- Work request
The string "ApiError" may appear in lines of the listing. Report each line where it does.
Data for analysis below:
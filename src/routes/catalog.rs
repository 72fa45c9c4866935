//! Tool directory, script library, learning pages and calendar routes.

use axum::extract::{Path, State};
use axum::http::StatusCode;
use axum::response::Json;
use serde::Deserialize;

use crate::models::{CalendarEvent, Script, Tool, ToolVoteKind, VideoLink};
use crate::routes::auth::{ActingUser, AdminUser};
use crate::routes::error::ApiError;
use crate::services::learning::NewVideo;
use crate::services::tool::AccessRequestAck;
use crate::state::AppState;

#[derive(Deserialize)]
pub struct ToolVoteBody {
    #[serde(alias = "type")]
    pub kind: ToolVoteKind,
}

#[derive(Deserialize, Default)]
pub struct AccessRequestBody {
    /// Defaults to the caller's email.
    #[serde(default)]
    pub user_email: Option<String>,
}

/// `POST /api/tools/{id}/votes` — like or dislike, replacing the caller's
/// earlier vote.
pub async fn vote_tool(
    State(state): State<AppState>,
    actor: ActingUser,
    Path(id): Path<i64>,
    Json(body): Json<ToolVoteBody>,
) -> Result<Json<Tool>, ApiError> {
    Ok(Json(state.tools.vote(id, actor.user.id, body.kind).await?))
}

/// `POST /api/tools/{id}/access-requests` — ask an admin for tool access.
pub async fn request_access(
    State(state): State<AppState>,
    actor: ActingUser,
    Path(id): Path<i64>,
    Json(body): Json<AccessRequestBody>,
) -> Result<Json<AccessRequestAck>, ApiError> {
    let email = body.user_email.unwrap_or(actor.user.email);
    let ack = state
        .tools
        .request_access(id, &email, &state.access_request_recipient)
        .await?;
    Ok(Json(ack))
}

/// `GET /api/scripts/categories/{category}`
pub async fn scripts_by_category(State(state): State<AppState>, Path(category): Path<String>) -> Json<Vec<Script>> {
    Json(state.scripts.by_category(&category).await)
}

/// `POST /api/learning/{id}/videos` — admin only.
pub async fn upload_video(
    State(state): State<AppState>,
    _admin: AdminUser,
    Path(id): Path<i64>,
    Json(video): Json<NewVideo>,
) -> Result<(StatusCode, Json<VideoLink>), ApiError> {
    let link = state.learning.upload_video(id, video).await?;
    Ok((StatusCode::CREATED, Json(link)))
}

/// `GET /api/calendar/months/{year}/{month}` — month is 1-based.
pub async fn calendar_month(
    State(state): State<AppState>,
    Path((year, month)): Path<(i32, u8)>,
) -> Result<Json<Vec<CalendarEvent>>, ApiError> {
    Ok(Json(state.calendar.by_month(year, month).await?))
}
End of Data for analysis.
- Answer below
use crate::routes::error::ApiError;
) -> Result<Json<Tool>, ApiError> {
) -> Result<Json<AccessRequestAck>, ApiError> {
) -> Result<(StatusCode, Json<VideoLink>), ApiError> {
) -> Result<Json<Vec<CalendarEvent>>, ApiError> {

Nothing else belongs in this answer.